• **DIRECTIONS**: Repeat the records below line by line, exactly, finishing on the line that contains "use social_metrics::config::AppConfig;".

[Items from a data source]
== Segment start ==

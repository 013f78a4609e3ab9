use std::path::{Path, PathBuf};
use std::time::Instant;

use anyhow::Result;
use chrono::{Duration, Local, NaiveDate};
use clap::{Args, Parser, Subcommand};
use rand::seq::SliceRandom;
use rand::Rng;
use tracing::{info, warn};

use social_metrics::ai::{render_summary_table, GeminiClient, ReportGenerator, SentimentClassifier};
use social_metrics::config::AppConfig;
use social_metrics::db::Database;
use social_metrics::export;
use social_metrics::filter::FilterCriteria;
use social_metrics::logging::{init_logging, OperationTimer};
use social_metrics::metrics::MetricsCollector;
use social_metrics::models::{
    distinct_networks, distinct_reasons, DateRange, ExportFormat, NewTabulation, Reason, Sentiment,
    SocialNetwork, TabulationRecord,
};
use social_metrics::validation::InputValidator;
use social_metrics::{summarize, word_frequency_corpus, TabulationError};

#[derive(Parser)]
#[command(author, version, about, long_about = None)]
struct Cli {
    #[command(subcommand)]
    command: Commands,
}

/// Filter flags shared by the read-side subcommands
#[derive(Args, Debug)]
struct FilterArgs {
    /// Restrict to these social networks (repeatable); all present when omitted
    #[arg(long = "network")]
    networks: Vec<SocialNetwork>,

    /// Restrict to these contact reasons (repeatable); all present when omitted
    #[arg(long = "reason")]
    reasons: Vec<Reason>,

    /// Start date (YYYY-MM-DD); applied only together with --to
    #[arg(long)]
    from: Option<String>,

    /// End date (YYYY-MM-DD); applied only together with --from
    #[arg(long)]
    to: Option<String>,
}

#[derive(Subcommand)]
enum Commands {
    /// Record a new customer-service contact
    Add {
        /// Customer name
        #[arg(short, long)]
        client: String,

        /// Social network the contact arrived through
        #[arg(short, long)]
        network: SocialNetwork,

        /// Main message text
        #[arg(short, long)]
        message: Option<String>,

        /// Video link (YouTube contacts)
        #[arg(long)]
        link: Option<String>,

        /// Star rating 1-5 (Play Store contacts)
        #[arg(long)]
        rating: Option<u8>,

        /// Reason for the contact
        #[arg(long, default_value = "Outro")]
        reason: Reason,

        /// Sentiment of the contact
        #[arg(long, default_value = "Neutro")]
        sentiment: Sentiment,

        /// Routing destination
        #[arg(short, long, default_value = "")]
        destination: String,

        /// Suggest sentiment and reason from the message via the AI classifier
        #[arg(long)]
        classify: bool,
    },
    /// List recorded contacts, most recent first
    Feed {
        #[command(flatten)]
        filters: FilterArgs,
    },
    /// Show the dashboard summary for the filtered records
    Summary {
        #[command(flatten)]
        filters: FilterArgs,

        /// How many corpus words to show
        #[arg(long, default_value = "10")]
        words: usize,
    },
    /// Generate the narrative executive CX report
    Report {
        #[command(flatten)]
        filters: FilterArgs,

        /// Also save the report as a Markdown file
        #[arg(short, long)]
        output: Option<PathBuf>,
    },
    /// Export the filtered records to a file
    Export {
        #[command(flatten)]
        filters: FilterArgs,

        /// Output format (csv or json); config default when omitted
        #[arg(short, long)]
        format: Option<ExportFormat>,

        /// Output file; defaults to the configured output directory
        #[arg(short, long)]
        output: Option<PathBuf>,
    },
    /// Insert sample records for demos and manual testing
    Seed {
        /// How many records to insert
        #[arg(long, default_value = "20")]
        count: usize,
    },
}

#[tokio::main]
async fn main() -> Result<()> {
    let config = AppConfig::load()?;

    let _guard = init_logging(
        Some(&config.get_log_level()),
        config.logging.file_path.as_deref().map(Path::new),
    )?;

    info!("Starting social-metrics");

    let cli = Cli::parse();
    let db = Database::new(&config.get_database_path())?;

    match cli.command {
        Commands::Add {
            client,
            network,
            message,
            link,
            rating,
            reason,
            sentiment,
            destination,
            classify,
        } => {
            let new = NewTabulation {
                client_name: InputValidator::sanitize_text(&client),
                social_network: network,
                message_text: message.map(|m| InputValidator::sanitize_text(&m)),
                link,
                rating,
                reason,
                sentiment,
                destination_center: InputValidator::sanitize_text(&destination),
            };
            add_tabulation(&config, &db, new, classify).await?;
        }
        Commands::Feed { filters } => show_feed(&db, &filters)?,
        Commands::Summary { filters, words } => show_summary(&db, &filters, words)?,
        Commands::Report { filters, output } => {
            generate_report(&config, &db, &filters, output.as_deref()).await?;
        }
        Commands::Export {
            filters,
            format,
            output,
        } => export_records(&config, &db, &filters, format, output)?,
        Commands::Seed { count } => seed_records(&db, count)?,
    }

    Ok(())
}

/// Record one contact, optionally running the AI classifier over its message.
///
/// A classifier fallback keeps the manually supplied sentiment and reason; a
/// model suggestion replaces them.
async fn add_tabulation(
    config: &AppConfig,
    db: &Database,
    mut new: NewTabulation,
    classify: bool,
) -> Result<()> {
    if classify {
        apply_classification(config, &mut new).await;
    }

    let record = db.insert(new)?;
    println!(
        "Saved tabulation #{} ({} | {} | {})",
        record.id, record.social_network, record.reason, record.sentiment
    );

    Ok(())
}

/// Run the express analysis and fold the suggestion into the input
async fn apply_classification(config: &AppConfig, new: &mut NewTabulation) {
    let Some(api_key) = config.api_key() else {
        warn!("No Gemini API key configured; skipping express analysis");
        return;
    };

    let text = new.message_text.clone().unwrap_or_default();
    if text.trim().is_empty() {
        warn!("No message text to classify; keeping manual values");
        return;
    }

    let client = match GeminiClient::new(&config.ai, api_key) {
        Ok(client) => client,
        Err(e) => {
            warn!(error = %e, "Classifier unavailable; keeping manual values");
            return;
        }
    };

    let classifier = SentimentClassifier::new(Box::new(client));
    let collector = MetricsCollector::default();

    let started = Instant::now();
    let suggestion = classifier.classify(&text).await;
    collector.record_classification(suggestion.is_fallback(), started.elapsed());

    if suggestion.is_fallback() {
        info!("Classifier fell back; keeping manual values");
    } else {
        let classification = suggestion.classification();
        info!(
            sentiment = %classification.sentiment,
            reason = %classification.reason,
            "Applying classifier suggestion"
        );
        new.sentiment = classification.sentiment;
        new.reason = classification.reason;
    }
}

/// Print the filtered records, most recent first
fn show_feed(db: &Database, filters: &FilterArgs) -> Result<()> {
    let filtered = load_filtered(db, filters)?;

    if filtered.is_empty() {
        println!("O feed está vazio.");
        return Ok(());
    }

    for record in &filtered {
        println!(
            "#{} [{}] {} | {} | {} | {}",
            record.id,
            record.created_at.format("%Y-%m-%d %H:%M"),
            record.social_network,
            record.client_name,
            record.sentiment,
            record.reason,
        );

        if let Some(message) = &record.message_text {
            println!("    \"{message}\"");
        }
        if let Some(link) = &record.link {
            println!("    link: {link}");
        }
        if let Some(rating) = record.rating {
            println!("    rating: {rating}/5");
        }
        if !record.destination_center.is_empty() {
            println!("    destino: {}", record.destination_center);
        }
    }

    Ok(())
}

/// Print the dashboard summary and the top corpus words
fn show_summary(db: &Database, filters: &FilterArgs, words: usize) -> Result<()> {
    let filtered = load_filtered(db, filters)?;

    if filtered.is_empty() {
        println!("Nenhum dado encontrado para os filtros selecionados.");
        return Ok(());
    }

    let summary = summarize(&filtered);

    println!("Total de contatos: {}", summary.total_count);
    println!("% Sentimento positivo: {:.1}%", summary.positive_percentage);
    if let Some(network) = summary.most_active_network {
        println!("Rede mais ativa: {network}");
    }

    println!("\nVolume por rede social:");
    for (network, count) in &summary.network_counts {
        println!("  {network}: {count}");
    }

    println!("\nMotivos frequentes:");
    for (reason, count) in &summary.reason_counts {
        println!("  {reason}: {count}");
    }

    let corpus = word_frequency_corpus(&filtered);
    if !corpus.is_empty() {
        let analyzer = social_metrics::text::CorpusAnalyzer::new()?;
        let ranked = analyzer.word_frequencies(&corpus, words);

        if !ranked.is_empty() {
            println!("\nPalavras mais frequentes:");
            for (word, count) in ranked {
                println!("  {word}: {count}");
            }
        }
    }

    Ok(())
}

/// Generate the narrative report over the filtered records
async fn generate_report(
    config: &AppConfig,
    db: &Database,
    filters: &FilterArgs,
    output: Option<&Path>,
) -> Result<()> {
    let filtered = load_filtered(db, filters)?;

    if filtered.is_empty() {
        println!("Não há dados para analisar.");
        return Ok(());
    }

    let Some(api_key) = config.api_key() else {
        println!("Relatório indisponível: configure a Gemini API Key (GEMINI_API_KEY).");
        return Ok(());
    };

    let client = GeminiClient::new(&config.ai, api_key)
        .map_err(|e| anyhow::anyhow!("Failed to build Gemini client: {e}"))?;
    let generator = ReportGenerator::new(Box::new(client));
    let collector = MetricsCollector::default();

    let table = render_summary_table(&filtered);

    let timer = OperationTimer::new("generate_report");
    let started = Instant::now();
    let report = generator.generate(&table).await;
    collector.record_report(started.elapsed());
    timer.finish();

    println!("{report}");

    if let Some(path) = output {
        export::save_report(&report, path)?;
        println!("\nRelatório salvo em {}", path.display());
    }

    Ok(())
}

/// Export the filtered records to a CSV or JSON file
fn export_records(
    config: &AppConfig,
    db: &Database,
    filters: &FilterArgs,
    format: Option<ExportFormat>,
    output: Option<PathBuf>,
) -> Result<()> {
    let filtered = load_filtered(db, filters)?;

    let format = match format {
        Some(format) => format,
        None => config.export.default_format.parse::<ExportFormat>()?,
    };

    let path = output.unwrap_or_else(|| {
        PathBuf::from(&config.export.output_directory)
            .join(format!("tabulations.{}", format.extension()))
    });

    export::write_records(&filtered, format, &path)?;
    println!("Exported {} records to {}", filtered.len(), path.display());

    Ok(())
}

/// Insert sample records spread over the last 48 hours
fn seed_records(db: &Database, count: usize) -> Result<()> {
    const CLIENTS: [&str; 6] = [
        "João Silva",
        "Maria Oliveira",
        "Carlos Souza",
        "Ana Costa",
        "Pedro Santos",
        "Julia Lima",
    ];
    const MESSAGES: [&str; 10] = [
        "Adorei o novo produto, parabéns!",
        "Não consigo acessar minha conta, podem ajudar?",
        "O app está fechando sozinho no Android.",
        "Qual o valor do frete para São Paulo?",
        "Excelente atendimento, muito rápido.",
        "O vídeo de vocês é muito explicativo, obrigado!",
        "Tive um problema com meu pedido #123.",
        "Sugestão: adicionem modo escuro no app.",
        "O suporte demorou muito para responder.",
        "Melhor marca do mercado!",
    ];
    // The classifier's output subset; seeds mimic records it has labeled.
    const SEED_REASONS: [Reason; 4] = [Reason::Comercial, Reason::Suporte, Reason::Bug, Reason::Elogio];

    let mut rng = rand::thread_rng();
    let now = Local::now().naive_local();

    for _ in 0..count {
        let network = *SocialNetwork::ALL.choose(&mut rng).unwrap_or(&SocialNetwork::Instagram);
        let created_at = now - Duration::hours(rng.gen_range(1..=48));

        let new = NewTabulation {
            client_name: (*CLIENTS.choose(&mut rng).unwrap_or(&"João Silva")).to_string(),
            social_network: network,
            message_text: MESSAGES.choose(&mut rng).map(|m| (*m).to_string()),
            link: None,
            rating: (network == SocialNetwork::PlayStore).then(|| rng.gen_range(4..=5)),
            reason: *SEED_REASONS.choose(&mut rng).unwrap_or(&Reason::Outro),
            sentiment: *Sentiment::ALL.choose(&mut rng).unwrap_or(&Sentiment::Neutro),
            destination_center: "Central SP".to_string(),
        };

        db.insert_at(new, created_at)?;
    }

    println!("Dados de exemplo inseridos com sucesso! ({count} registros)");
    Ok(())
}

/// Read everything committed and apply the user-chosen filters
fn load_filtered(db: &Database, filters: &FilterArgs) -> Result<Vec<TabulationRecord>> {
    let records = db.list_all()?;
    let criteria = build_criteria(&records, filters)?;
    Ok(criteria.apply(&records))
}

/// Build filter criteria from the CLI flags.
///
/// Omitted network/reason flags select every value present in the records,
/// mirroring a dashboard whose multiselects default to everything observed.
fn build_criteria(records: &[TabulationRecord], filters: &FilterArgs) -> Result<FilterCriteria> {
    let networks = if filters.networks.is_empty() {
        distinct_networks(records)
    } else {
        filters.networks.iter().copied().collect()
    };

    let reasons = if filters.reasons.is_empty() {
        distinct_reasons(records)
    } else {
        filters.reasons.iter().copied().collect()
    };

    let date_range = DateRange {
        start: filters.from.as_deref().map(parse_date).transpose()?,
        end: filters.to.as_deref().map(parse_date).transpose()?,
    };
    InputValidator::validate_date_range(&date_range)?;

    Ok(FilterCriteria {
        networks,
        reasons,
        date_range,
    })
}

/// Parse a `YYYY-MM-DD` CLI date
fn parse_date(raw: &str) -> Result<NaiveDate, TabulationError> {
    NaiveDate::parse_from_str(raw, "%Y-%m-%d")
        .map_err(|_| TabulationError::InvalidDate(format!("{raw} (use YYYY-MM-DD)")))
}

== Segment end ==

• **OUTPUT BELOW**:
repository 013f78a4609e3ab9
use std::path::{Path, PathBuf};
use std::time::Instant;

use anyhow::Result;
use chrono::{Duration, Local, NaiveDate};
use clap::{Args, Parser, Subcommand};
use rand::seq::SliceRandom;
use rand::Rng;
use tracing::{info, warn};

use social_metrics::ai::{render_summary_table, GeminiClient, ReportGenerator, SentimentClassifier};
use social_metrics::config::AppConfig;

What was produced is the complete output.